**WHAT YOU NEED TO DO:** From the entries below, copy out every line with "super" in it.

PROVIDED DATA below:

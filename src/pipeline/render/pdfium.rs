//! S1: in-process rasterisation via pdfium.
//!
//! Tried first: pdfium opens encrypted documents natively and renders one
//! page at a time, so when the QR sits on page 1 (the usual e-Aadhaar
//! layout) no other page is ever rasterised.
//!
//! pdfium is loaded dynamically. When no library can be bound the strategy
//! reports `BackendUnavailable` instead of panicking the way
//! `Pdfium::default()` would.

use super::{PageVisitor, RasterPage, RasterSource, RenderStats, Renderer};
use crate::config::{ExtractionConfig, StrategyKind};
use crate::error::{PageError, RenderError};
use crate::pipeline::artifacts::ArtifactDir;
use crate::pipeline::input::ExtractionRequest;
use pdfium_render::prelude::*;
use std::path::{Path, PathBuf};
use tracing::{debug, info};

const BACKEND: &str = "pdfium";

/// pdfium points per inch.
const POINTS_PER_INCH: f32 = 72.0;

/// S1 renderer.
#[derive(Debug, Clone)]
pub struct PdfiumRenderer {
    dpi: u32,
    library_path: Option<PathBuf>,
}

impl PdfiumRenderer {
    pub fn new(dpi: u32) -> Self {
        Self {
            dpi,
            library_path: None,
        }
    }

    pub fn from_config(config: &ExtractionConfig) -> Self {
        Self {
            dpi: config.pdfium_dpi,
            library_path: config.pdfium_library_path.clone(),
        }
    }

    /// Bind to the configured library, `PDFIUM_LIB_PATH`, the working
    /// directory, then the system library, in that order.
    fn bind(&self) -> Result<Pdfium, RenderError> {
        let mut candidates: Vec<PathBuf> = Vec::new();
        if let Some(ref path) = self.library_path {
            candidates.push(path.clone());
        }
        if let Some(path) = std::env::var_os("PDFIUM_LIB_PATH").filter(|v| !v.is_empty()) {
            candidates.push(PathBuf::from(path));
        }
        candidates.push(PathBuf::from("./"));

        let mut last_error = String::from("no candidate paths");
        for candidate in &candidates {
            match Pdfium::bind_to_library(library_file(candidate)) {
                Ok(bindings) => {
                    debug!("Bound pdfium from {}", candidate.display());
                    return Ok(Pdfium::new(bindings));
                }
                Err(e) => last_error = format!("{}: {:?}", candidate.display(), e),
            }
        }

        Pdfium::bind_to_system_library()
            .map(Pdfium::new)
            .map_err(|e| {
                RenderError::unavailable(
                    BACKEND,
                    format!("{last_error}; system library: {e:?}"),
                )
            })
    }
}

/// Accept either the library file itself or the directory containing it.
fn library_file(path: &Path) -> PathBuf {
    if path.is_dir() {
        Pdfium::pdfium_platform_library_name_at_path(path)
    } else {
        path.to_path_buf()
    }
}

impl Renderer for PdfiumRenderer {
    fn kind(&self) -> StrategyKind {
        StrategyKind::Pdfium
    }

    fn render(
        &self,
        request: &ExtractionRequest,
        _artifacts: &ArtifactDir,
        on_page: &mut PageVisitor<'_>,
    ) -> Result<RenderStats, RenderError> {
        let pdfium = self.bind()?;

        let document = pdfium
            .load_pdf_from_file(request.pdf_path(), request.password_opt())
            .map_err(|e| RenderError::failed(BACKEND, format!("{:?}", e)))?;

        let pages = document.pages();
        let total_pages = pages.len() as usize;
        info!("PDF loaded: {} pages", total_pages);

        let render_config = PdfRenderConfig::new()
            .scale_page_by_factor(self.dpi as f32 / POINTS_PER_INCH)
            .render_form_data(true)
            .render_annotations(true);

        let mut stats = RenderStats::default();
        for idx in 0..total_pages {
            let item = match pages.get(idx as u16) {
                Ok(page) => match page.render_with_config(&render_config) {
                    Ok(bitmap) => {
                        let image = bitmap.as_image();
                        debug!(
                            "Rendered page {} → {}x{} px",
                            idx + 1,
                            image.width(),
                            image.height()
                        );
                        Ok(RasterPage::new(idx, RasterSource::Image(image)))
                    }
                    Err(e) => Err(PageError::RenderFailed {
                        page: idx + 1,
                        detail: format!("{:?}", e),
                    }),
                },
                Err(e) => Err(PageError::Unreadable {
                    page: idx + 1,
                    detail: format!("{:?}", e),
                }),
            };

            stats.pages_visited += 1;
            if on_page(item).is_break() {
                stats.stopped_early = true;
                break;
            }
        }

        Ok(stats)
    }
}

#[cfg(test)]
mod tests {
    use super::*;

    #[test]
    fn library_file_resolves_directories() {
        let dir = tempfile::tempdir().unwrap();
        let resolved = library_file(dir.path());
        assert_eq!(resolved.parent(), Some(dir.path()));
        assert!(resolved
            .file_name()
            .unwrap()
            .to_string_lossy()
            .contains("pdfium"));

        let file = Path::new("/opt/pdfium/lib/libpdfium.so");
        assert_eq!(library_file(file), file);
    }

    #[test]
    fn from_config_copies_settings() {
        let config = ExtractionConfig::builder()
            .pdfium_dpi(150)
            .pdfium_library_path("/opt/pdfium/lib")
            .build()
            .unwrap();
        let r = PdfiumRenderer::from_config(&config);
        assert_eq!(r.dpi, 150);
        assert_eq!(r.library_path.as_deref(), Some(Path::new("/opt/pdfium/lib")));
        assert_eq!(r.kind(), StrategyKind::Pdfium);
    }
}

End of PROVIDED DATA.

**OUTPUT OF THE TASK:**
use super::{PageVisitor, RasterPage, RasterSource, RenderStats, Renderer};
    use super::*;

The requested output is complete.